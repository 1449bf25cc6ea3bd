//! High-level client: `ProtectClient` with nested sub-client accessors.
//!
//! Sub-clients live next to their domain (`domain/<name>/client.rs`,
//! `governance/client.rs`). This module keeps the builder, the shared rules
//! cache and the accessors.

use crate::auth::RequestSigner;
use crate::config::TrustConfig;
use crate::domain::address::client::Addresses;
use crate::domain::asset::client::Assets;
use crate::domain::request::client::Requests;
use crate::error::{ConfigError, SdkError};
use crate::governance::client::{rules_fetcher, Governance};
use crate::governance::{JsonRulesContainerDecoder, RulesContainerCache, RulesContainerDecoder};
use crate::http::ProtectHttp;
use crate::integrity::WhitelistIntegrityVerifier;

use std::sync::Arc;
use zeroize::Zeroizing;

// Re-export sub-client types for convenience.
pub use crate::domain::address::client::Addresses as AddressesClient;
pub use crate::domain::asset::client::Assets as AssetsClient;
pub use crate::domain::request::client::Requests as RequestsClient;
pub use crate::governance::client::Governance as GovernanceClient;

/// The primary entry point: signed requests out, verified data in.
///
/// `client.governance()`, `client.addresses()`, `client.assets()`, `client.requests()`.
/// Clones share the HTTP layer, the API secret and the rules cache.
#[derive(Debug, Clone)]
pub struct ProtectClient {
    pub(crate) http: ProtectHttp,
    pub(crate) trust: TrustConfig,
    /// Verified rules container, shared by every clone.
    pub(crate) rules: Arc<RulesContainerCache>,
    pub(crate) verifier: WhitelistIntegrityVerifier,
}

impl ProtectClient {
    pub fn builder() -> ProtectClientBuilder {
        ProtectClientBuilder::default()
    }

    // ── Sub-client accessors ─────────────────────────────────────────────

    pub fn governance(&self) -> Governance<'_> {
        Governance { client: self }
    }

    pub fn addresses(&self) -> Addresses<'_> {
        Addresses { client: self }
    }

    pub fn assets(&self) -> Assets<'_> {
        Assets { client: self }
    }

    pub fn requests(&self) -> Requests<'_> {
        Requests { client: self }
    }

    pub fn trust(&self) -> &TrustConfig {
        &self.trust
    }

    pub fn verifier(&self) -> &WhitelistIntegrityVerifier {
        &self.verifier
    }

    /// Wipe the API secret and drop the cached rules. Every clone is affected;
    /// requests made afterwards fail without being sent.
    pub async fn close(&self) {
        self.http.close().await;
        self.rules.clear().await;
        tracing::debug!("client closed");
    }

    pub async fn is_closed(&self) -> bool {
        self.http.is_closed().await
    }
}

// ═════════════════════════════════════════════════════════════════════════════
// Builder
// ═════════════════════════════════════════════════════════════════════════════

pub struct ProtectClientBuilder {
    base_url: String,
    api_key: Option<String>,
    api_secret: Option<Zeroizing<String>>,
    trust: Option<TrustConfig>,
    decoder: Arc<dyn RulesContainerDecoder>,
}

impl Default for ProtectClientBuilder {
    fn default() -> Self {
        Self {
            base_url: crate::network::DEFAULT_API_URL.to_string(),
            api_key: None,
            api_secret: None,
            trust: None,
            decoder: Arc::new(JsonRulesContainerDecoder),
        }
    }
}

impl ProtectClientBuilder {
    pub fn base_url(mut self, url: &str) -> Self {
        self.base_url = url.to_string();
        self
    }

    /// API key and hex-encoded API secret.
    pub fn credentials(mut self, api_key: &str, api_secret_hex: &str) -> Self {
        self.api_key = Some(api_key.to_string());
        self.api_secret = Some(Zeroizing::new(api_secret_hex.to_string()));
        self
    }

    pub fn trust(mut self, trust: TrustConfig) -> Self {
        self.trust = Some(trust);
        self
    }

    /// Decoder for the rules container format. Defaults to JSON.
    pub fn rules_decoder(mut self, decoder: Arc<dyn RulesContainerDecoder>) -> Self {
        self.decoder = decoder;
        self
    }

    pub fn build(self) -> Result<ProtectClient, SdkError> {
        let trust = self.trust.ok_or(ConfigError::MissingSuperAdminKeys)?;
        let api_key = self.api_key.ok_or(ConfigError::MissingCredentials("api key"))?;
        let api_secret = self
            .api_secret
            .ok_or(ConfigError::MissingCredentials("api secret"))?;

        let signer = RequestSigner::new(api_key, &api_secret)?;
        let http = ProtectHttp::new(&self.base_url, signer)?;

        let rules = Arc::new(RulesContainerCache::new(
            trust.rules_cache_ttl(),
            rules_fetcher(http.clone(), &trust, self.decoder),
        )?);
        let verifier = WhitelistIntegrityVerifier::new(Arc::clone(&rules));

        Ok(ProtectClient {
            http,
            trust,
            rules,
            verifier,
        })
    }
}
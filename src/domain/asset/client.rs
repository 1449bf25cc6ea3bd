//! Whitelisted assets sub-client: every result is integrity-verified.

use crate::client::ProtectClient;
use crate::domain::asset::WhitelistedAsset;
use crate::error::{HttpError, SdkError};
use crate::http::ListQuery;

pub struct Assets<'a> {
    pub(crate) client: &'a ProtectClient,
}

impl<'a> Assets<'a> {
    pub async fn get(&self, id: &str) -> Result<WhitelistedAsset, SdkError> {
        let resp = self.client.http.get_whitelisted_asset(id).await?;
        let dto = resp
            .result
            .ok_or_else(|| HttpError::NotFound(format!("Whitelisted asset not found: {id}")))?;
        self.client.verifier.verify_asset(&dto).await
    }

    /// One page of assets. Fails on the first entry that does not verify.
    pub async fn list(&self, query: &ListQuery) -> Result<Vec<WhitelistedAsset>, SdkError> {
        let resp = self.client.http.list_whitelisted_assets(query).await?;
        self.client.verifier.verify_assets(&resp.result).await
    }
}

::::::

What to do:
Give back the complete data, each line unchanged.

Response:
repository 1449bf25cc6ea3bd
//! High-level client: `ProtectClient` with nested sub-client accessors.
//!
//! Sub-clients live next to their domain (`domain/<name>/client.rs`,
//! `governance/client.rs`). This module keeps the builder, the shared rules
//! cache and the accessors.

use crate::auth::RequestSigner;
use crate::config::TrustConfig;
use crate::domain::address::client::Addresses;
use crate::domain::asset::client::Assets;
use crate::domain::request::client::Requests;
use crate::error::{ConfigError, SdkError};
use crate::governance::client::{rules_fetcher, Governance};
use crate::governance::{JsonRulesContainerDecoder, RulesContainerCache, RulesContainerDecoder};
use crate::http::ProtectHttp;
use crate::integrity::WhitelistIntegrityVerifier;

use std::sync::Arc;
use zeroize::Zeroizing;

// Re-export sub-client types for convenience.
pub use crate::domain::address::client::Addresses as AddressesClient;
pub use crate::domain::asset::client::Assets as AssetsClient;
pub use crate::domain::request::client::Requests as RequestsClient;
pub use crate::governance::client::Governance as GovernanceClient;

/// The primary entry point: signed requests out, verified data in.
///
/// `client.governance()`, `client.addresses()`, `client.assets()`, `client.requests()`.
/// Clones share the HTTP layer, the API secret and the rules cache.
#[derive(Debug, Clone)]
pub struct ProtectClient {
    pub(crate) http: ProtectHttp,
    pub(crate) trust: TrustConfig,
    /// Verified rules container, shared by every clone.
    pub(crate) rules: Arc<RulesContainerCache>,
    pub(crate) verifier: WhitelistIntegrityVerifier,
}

impl ProtectClient {
    pub fn builder() -> ProtectClientBuilder {
        ProtectClientBuilder::default()
    }

    // ── Sub-client accessors ─────────────────────────────────────────────

    pub fn governance(&self) -> Governance<'_> {
        Governance { client: self }
    }

    pub fn addresses(&self) -> Addresses<'_> {
        Addresses { client: self }
    }

    pub fn assets(&self) -> Assets<'_> {
        Assets { client: self }
    }

    pub fn requests(&self) -> Requests<'_> {
        Requests { client: self }
    }

    pub fn trust(&self) -> &TrustConfig {
        &self.trust
    }

    pub fn verifier(&self) -> &WhitelistIntegrityVerifier {
        &self.verifier
    }

    /// Wipe the API secret and drop the cached rules. Every clone is affected;
    /// requests made afterwards fail without being sent.
    pub async fn close(&self) {
        self.http.close().await;
        self.rules.clear().await;
        tracing::debug!("client closed");
    }

    pub async fn is_closed(&self) -> bool {
        self.http.is_closed().await
    }
}

// ═════════════════════════════════════════════════════════════════════════════
// Builder
// ═════════════════════════════════════════════════════════════════════════════

pub struct ProtectClientBuilder {
    base_url: String,
    api_key: Option<String>,
    api_secret: Option<Zeroizing<String>>,
    trust: Option<TrustConfig>,
    decoder: Arc<dyn RulesContainerDecoder>,
}

impl Default for ProtectClientBuilder {
    fn default() -> Self {
        Self {
            base_url: crate::network::DEFAULT_API_URL.to_string(),
            api_key: None,
            api_secret: None,
            trust: None,
            decoder: Arc::new(JsonRulesContainerDecoder),
        }
    }
}

impl ProtectClientBuilder {
    pub fn base_url(mut self, url: &str) -> Self {
        self.base_url = url.to_string();
        self
    }

    /// API key and hex-encoded API secret.
    pub fn credentials(mut self, api_key: &str, api_secret_hex: &str) -> Self {
        self.api_key = Some(api_key.to_string());
        self.api_secret = Some(Zeroizing::new(api_secret_hex.to_string()));
        self
    }

    pub fn trust(mut self, trust: TrustConfig) -> Self {
        self.trust = Some(trust);
        self
    }

    /// Decoder for the rules container format. Defaults to JSON.
    pub fn rules_decoder(mut self, decoder: Arc<dyn RulesContainerDecoder>) -> Self {
        self.decoder = decoder;
        self
    }

    pub fn build(self) -> Result<ProtectClient, SdkError> {
        let trust = self.trust.ok_or(ConfigError::MissingSuperAdminKeys)?;
        let api_key = self.api_key.ok_or(ConfigError::MissingCredentials("api key"))?;
        let api_secret = self
            .api_secret
            .ok_or(ConfigError::MissingCredentials("api secret"))?;

        let signer = RequestSigner::new(api_key, &api_secret)?;
        let http = ProtectHttp::new(&self.base_url, signer)?;

        let rules = Arc::new(RulesContainerCache::new(
            trust.rules_cache_ttl(),
            rules_fetcher(http.clone(), &trust, self.decoder),
        )?);
        let verifier = WhitelistIntegrityVerifier::new(Arc::clone(&rules));

        Ok(ProtectClient {
            http,
            trust,
            rules,
            verifier,
        })
    }
}
filename src/domain/asset/client.rs
repository 1449bf25cc6ea3bd
//! Whitelisted assets sub-client: every result is integrity-verified.

use crate::client::ProtectClient;
use crate::domain::asset::WhitelistedAsset;
use crate::error::{HttpError, SdkError};
use crate::http::ListQuery;

pub struct Assets<'a> {
    pub(crate) client: &'a ProtectClient,
}

impl<'a> Assets<'a> {
    pub async fn get(&self, id: &str) -> Result<WhitelistedAsset, SdkError> {
        let resp = self.client.http.get_whitelisted_asset(id).await?;
        let dto = resp
            .result
            .ok_or_else(|| HttpError::NotFound(format!("Whitelisted asset not found: {id}")))?;
        self.client.verifier.verify_asset(&dto).await
    }

    /// One page of assets. Fails on the first entry that does not verify.
    pub async fn list(&self, query: &ListQuery) -> Result<Vec<WhitelistedAsset>, SdkError> {
        let resp = self.client.http.list_whitelisted_assets(query).await?;
        self.client.verifier.verify_assets(&resp.result).await
    }
}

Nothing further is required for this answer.